» **Collected data**
//! Contacts directory read from a CSV export.
//!
//! Headers are matched case-insensitively: `phone` (or `phone_formatted`,
//! `mobile`, `number`), `name`, `city` (or `address`, `location`), and
//! `custom_message`. A UTF-8 BOM on the first header is ignored.

use async_trait::async_trait;
use outreach_core::{
    error::OutreachError, lead::ContactInfo, traits::ContactDirectory, Contact,
};
use std::collections::HashMap;
use std::io::Read;
use std::path::Path;
use tracing::{debug, info};

const PHONE_HEADERS: &[&str] = &["phone", "phone_formatted", "mobile", "number"];
const NAME_HEADERS: &[&str] = &["name", "full_name", "customer"];
const CITY_HEADERS: &[&str] = &["city", "address", "location"];
const CUSTOM_MESSAGE_HEADERS: &[&str] = &["custom_message", "custom message"];

/// One raw row of a contacts CSV. The phone is not yet canonicalized.
#[derive(Debug, Clone, PartialEq, Eq)]
pub struct ContactRow {
    pub phone: String,
    pub name: String,
    pub city: String,
    /// Per-contact text for a bulk template's `{custom_message}`.
    pub custom_message: String,
}

fn find_column(headers: &[String], candidates: &[&str]) -> Option<usize> {
    candidates
        .iter()
        .find_map(|c| headers.iter().position(|h| h == c))
}

/// Parse contact rows from CSV. Rows with an empty phone cell are skipped.
pub fn read_contact_rows<R: Read>(reader: R) -> Result<Vec<ContactRow>, OutreachError> {
    let csv_err = |e: csv::Error| OutreachError::Config(format!("contacts csv: {e}"));
    let mut rdr = csv::ReaderBuilder::new()
        .flexible(true)
        .trim(csv::Trim::All)
        .from_reader(reader);

    let headers: Vec<String> = rdr
        .headers()
        .map_err(csv_err)?
        .iter()
        .map(|h| h.trim_start_matches('\u{feff}').trim().to_lowercase())
        .collect();

    let phone_col = find_column(&headers, PHONE_HEADERS).ok_or_else(|| {
        OutreachError::Config(format!(
            "contacts csv has no phone column (expected one of {})",
            PHONE_HEADERS.join(", ")
        ))
    })?;
    let name_col = find_column(&headers, NAME_HEADERS);
    let city_col = find_column(&headers, CITY_HEADERS);
    let custom_col = find_column(&headers, CUSTOM_MESSAGE_HEADERS);

    let mut rows = Vec::new();
    for record in rdr.records() {
        let record = record.map_err(csv_err)?;
        let cell = |col: Option<usize>| {
            col.and_then(|i| record.get(i))
                .unwrap_or_default()
                .to_string()
        };
        let phone = cell(Some(phone_col));
        if phone.is_empty() {
            continue;
        }
        rows.push(ContactRow {
            phone,
            name: cell(name_col),
            city: cell(city_col),
            custom_message: cell(custom_col),
        });
    }
    Ok(rows)
}

/// In-memory contacts directory keyed by canonical contact.
#[derive(Debug, Default)]
pub struct CsvDirectory {
    entries: HashMap<Contact, ContactInfo>,
}

impl CsvDirectory {
    /// Load a directory from a CSV file. Rows whose phone cannot be parsed are skipped.
    pub fn load(path: &Path, default_country_code: &str) -> Result<Self, OutreachError> {
        let file = std::fs::File::open(path).map_err(|e| {
            OutreachError::Config(format!("failed to open {}: {e}", path.display()))
        })?;
        let directory = Self::from_reader(file, default_country_code)?;
        info!(
            "contacts directory loaded: {} entries from {}",
            directory.len(),
            path.display()
        );
        Ok(directory)
    }

    pub fn from_reader<R: Read>(reader: R, default_country_code: &str) -> Result<Self, OutreachError> {
        let mut entries = HashMap::new();
        for row in read_contact_rows(reader)? {
            match Contact::parse(&row.phone, default_country_code) {
                Ok(contact) => {
                    entries.insert(
                        contact,
                        ContactInfo {
                            display_name: row.name,
                            location_hint: row.city,
                        },
                    );
                }
                Err(e) => debug!("directory: skipping row: {e}"),
            }
        }
        Ok(Self { entries })
    }

    pub fn len(&self) -> usize {
        self.entries.len()
    }

    pub fn is_empty(&self) -> bool {
        self.entries.is_empty()
    }
}

#[async_trait]
impl ContactDirectory for CsvDirectory {
    async fn lookup(&self, contact: &Contact) -> Result<Option<ContactInfo>, OutreachError> {
        Ok(self.entries.get(contact).cloned())
    }
}

#[cfg(test)]
mod tests {
    use super::*;

    const SAMPLE: &str = "\u{feff}Name,Phone,Address,Product\n\
                          أحمد,0501234567,الرياض,Blue 3-pack\n\
                          Sara,+33 6 31 05 58 10,Paris,\n\
                          Nobody,,Jeddah,\n\
                          Broken,12,Dammam,\n";

    #[test]
    fn test_read_rows_matches_headers() {
        let rows = read_contact_rows(SAMPLE.as_bytes()).unwrap();
        assert_eq!(rows.len(), 3);
        assert_eq!(rows[0].name, "أحمد");
        assert_eq!(rows[0].phone, "0501234567");
        assert_eq!(rows[0].city, "الرياض");
    }

    #[test]
    fn test_missing_phone_column_is_error() {
        let err = read_contact_rows("name,city\nA,B\n".as_bytes()).unwrap_err();
        assert!(err.to_string().contains("phone"));
    }

    #[test]
    fn test_rows_without_optional_columns() {
        let rows = read_contact_rows("phone\n0501234567\n".as_bytes()).unwrap();
        assert_eq!(rows[0].name, "");
        assert_eq!(rows[0].city, "");
        assert_eq!(rows[0].custom_message, "");
    }

    #[test]
    fn test_custom_message_column() {
        let csv = "phone,name,custom_message\n\
                   0501234567,Sara,Special offer for you!\n\
                   0509876543,Omar,\n";
        let rows = read_contact_rows(csv.as_bytes()).unwrap();
        assert_eq!(rows[0].custom_message, "Special offer for you!");
        assert_eq!(rows[1].custom_message, "");
    }

    #[tokio::test]
    async fn test_directory_lookup_by_canonical_contact() {
        let dir = CsvDirectory::from_reader(SAMPLE.as_bytes(), "966").unwrap();
        assert_eq!(dir.len(), 2);

        let info = dir
            .lookup(&Contact::from_canonical("+966501234567"))
            .await
            .unwrap()
            .unwrap();
        assert_eq!(info.display_name, "أحمد");
        assert_eq!(info.location_hint, "الرياض");

        let sara = dir
            .lookup(&Contact::from_canonical("+33631055810"))
            .await
            .unwrap();
        assert!(sara.is_some());

        let none = dir
            .lookup(&Contact::from_canonical("+10000000000"))
            .await
            .unwrap();
        assert!(none.is_none());
    }
}
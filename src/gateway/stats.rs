//! Gateway counters.

use serde::Serialize;
use std::sync::atomic::{AtomicU64, Ordering};

/// Monotonic counters updated from the loop and foreground operations.
#[derive(Default)]
pub(crate) struct Stats {
    pub(crate) messages_sent: AtomicU64,
    pub(crate) messages_failed: AtomicU64,
    pub(crate) replies_sent: AtomicU64,
    pub(crate) responder_failures: AtomicU64,
    pub(crate) poll_failures: AtomicU64,
    pub(crate) leads_captured: AtomicU64,
    pub(crate) cycles: AtomicU64,
}

/// Check marks on our messages as last seen in the chats.
#[derive(Debug, Clone, Copy, Default, PartialEq, Eq)]
pub(crate) struct ReceiptCounts {
    /// Delivered but not yet read.
    pub(crate) delivered: usize,
    pub(crate) read: usize,
}

/// Point-in-time view of the gateway, suitable for logging or JSON output.
#[derive(Debug, Clone, Serialize, PartialEq)]
pub struct StatsSnapshot {
    pub messages_sent: u64,
    pub messages_failed: u64,
    pub replies_sent: u64,
    pub responder_failures: u64,
    pub poll_failures: u64,
    pub leads_captured: u64,
    pub cycles: u64,
    pub conversations: usize,
    pub monitored_contacts: usize,
    pub active_contacts: usize,
    /// Percentage of sends that went through; 0 before the first send.
    pub success_rate: f64,
    /// Our messages showing delivered (not read) in the latest polls.
    pub messages_delivered: usize,
    pub messages_read: usize,
}

impl Stats {
    pub fn snapshot(
        &self,
        conversations: usize,
        monitored_contacts: usize,
        active_contacts: usize,
        receipts: ReceiptCounts,
    ) -> StatsSnapshot {
        let sent = self.messages_sent.load(Ordering::Relaxed);
        let failed = self.messages_failed.load(Ordering::Relaxed);
        let attempts = sent + failed;
        let success_rate = if attempts == 0 {
            0.0
        } else {
            (sent as f64 / attempts as f64 * 1000.0).round() / 10.0
        };

        StatsSnapshot {
            messages_sent: sent,
            messages_failed: failed,
            replies_sent: self.replies_sent.load(Ordering::Relaxed),
            responder_failures: self.responder_failures.load(Ordering::Relaxed),
            poll_failures: self.poll_failures.load(Ordering::Relaxed),
            leads_captured: self.leads_captured.load(Ordering::Relaxed),
            cycles: self.cycles.load(Ordering::Relaxed),
            conversations,
            monitored_contacts,
            active_contacts,
            success_rate,
            messages_delivered: receipts.delivered,
            messages_read: receipts.read,
        }
    }
}
use serde::{Deserialize, Serialize};

/// Instruction sent with a continuation request after a cut-off reply.
pub const CONTINUE_INSTRUCTION: &str =
    "Continue exactly where you stopped. Do not repeat what you already wrote.";

/// Who wrote a conversation turn.
#[derive(Debug, Clone, Copy, PartialEq, Eq, Serialize, Deserialize)]
#[serde(rename_all = "lowercase")]
pub enum Role {
    Customer,
    Assistant,
}

impl Role {
    /// Role name in chat-completion APIs.
    pub fn api_role(&self) -> &'static str {
        match self {
            Self::Customer => "user",
            Self::Assistant => "assistant",
        }
    }

    /// Label used in human-readable transcripts.
    pub fn label(&self) -> &'static str {
        match self {
            Self::Customer => "Customer",
            Self::Assistant => "Assistant",
        }
    }
}

/// A single entry in a contact's conversation.
#[derive(Debug, Clone, PartialEq, Eq, Serialize, Deserialize)]
pub struct Turn {
    pub role: Role,
    pub text: String,
}

impl Turn {
    pub fn customer(text: impl Into<String>) -> Self {
        Self {
            role: Role::Customer,
            text: text.into(),
        }
    }

    pub fn assistant(text: impl Into<String>) -> Self {
        Self {
            role: Role::Assistant,
            text: text.into(),
        }
    }
}

/// A structured message for chat-completion APIs.
#[derive(Debug, Clone, Serialize, Deserialize)]
pub struct ApiMessage {
    /// "user" or "assistant".
    pub role: String,
    pub content: String,
}

/// Everything the responder needs to produce one reply.
#[derive(Debug, Clone, Serialize, Deserialize)]
pub struct Context {
    /// System prompt prepended to every request.
    pub system_prompt: String,
    /// Conversation history (oldest first).
    pub history: Vec<Turn>,
    /// The new inbound text being answered.
    pub current_message: String,
}

impl Context {
    pub fn new(system_prompt: &str, history: Vec<Turn>, current_message: &str) -> Self {
        Self {
            system_prompt: system_prompt.to_string(),
            history,
            current_message: current_message.to_string(),
        }
    }

    /// Build the follow-up request asking the responder to finish `partial`.
    ///
    /// The original inbound text and the partial reply become regular turns,
    /// and the continue instruction takes the place of the current message.
    pub fn continuation(&self, partial: &str) -> Self {
        let mut history = self.history.clone();
        history.push(Turn::customer(self.current_message.clone()));
        history.push(Turn::assistant(partial));
        Self {
            system_prompt: self.system_prompt.clone(),
            history,
            current_message: CONTINUE_INSTRUCTION.to_string(),
        }
    }

    /// Convert context to structured API messages.
    ///
    /// Returns `(system_prompt, messages)`; the system prompt is kept apart
    /// so each provider can place it where its API expects it.
    pub fn to_api_messages(&self) -> (String, Vec<ApiMessage>) {
        let mut messages = Vec::with_capacity(self.history.len() + 1);

        for turn in &self.history {
            messages.push(ApiMessage {
                role: turn.role.api_role().to_string(),
                content: turn.text.clone(),
            });
        }

        messages.push(ApiMessage {
            role: "user".to_string(),
            content: self.current_message.clone(),
        });

        (self.system_prompt.clone(), messages)
    }
}

#[cfg(test)]
mod tests {
    use super::*;

    #[test]
    fn test_to_api_messages_basic() {
        let ctx = Context::new("Be helpful.", Vec::new(), "hello");
        let (system, messages) = ctx.to_api_messages();
        assert_eq!(system, "Be helpful.");
        assert_eq!(messages.len(), 1);
        assert_eq!(messages[0].role, "user");
        assert_eq!(messages[0].content, "hello");
    }

    #[test]
    fn test_to_api_messages_with_history() {
        let ctx = Context::new(
            "Be helpful.",
            vec![Turn::assistant("Offer: 3-pack for 149"), Turn::customer("Hi")],
            "How much is delivery?",
        );
        let (_, messages) = ctx.to_api_messages();
        assert_eq!(messages.len(), 3);
        assert_eq!(messages[0].role, "assistant");
        assert_eq!(messages[1].role, "user");
        assert_eq!(messages[2].content, "How much is delivery?");
    }

    #[test]
    fn test_continuation_appends_partial() {
        let ctx = Context::new("sys", vec![Turn::assistant("offer")], "which one?");
        let cont = ctx.continuation("We have two options: 1");
        assert_eq!(cont.history.len(), 3);
        assert_eq!(cont.history[1], Turn::customer("which one?"));
        assert_eq!(cont.history[2], Turn::assistant("We have two options: 1"));
        assert_eq!(cont.current_message, CONTINUE_INSTRUCTION);
        assert_eq!(cont.system_prompt, "sys");
    }
}
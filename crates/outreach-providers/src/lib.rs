//! # outreach-providers
//!
//! Reply generator backends for Outreach.

pub mod openai;

pub use openai::OpenAiResponder;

» **Problem statement**
For the word "number", go through the records and show each line that carries it.

» **Task answer**
//! `mobile`, `number`), `name`, `city` (or `address`, `location`), and
const PHONE_HEADERS: &[&str] = &["phone", "phone_formatted", "mobile", "number"];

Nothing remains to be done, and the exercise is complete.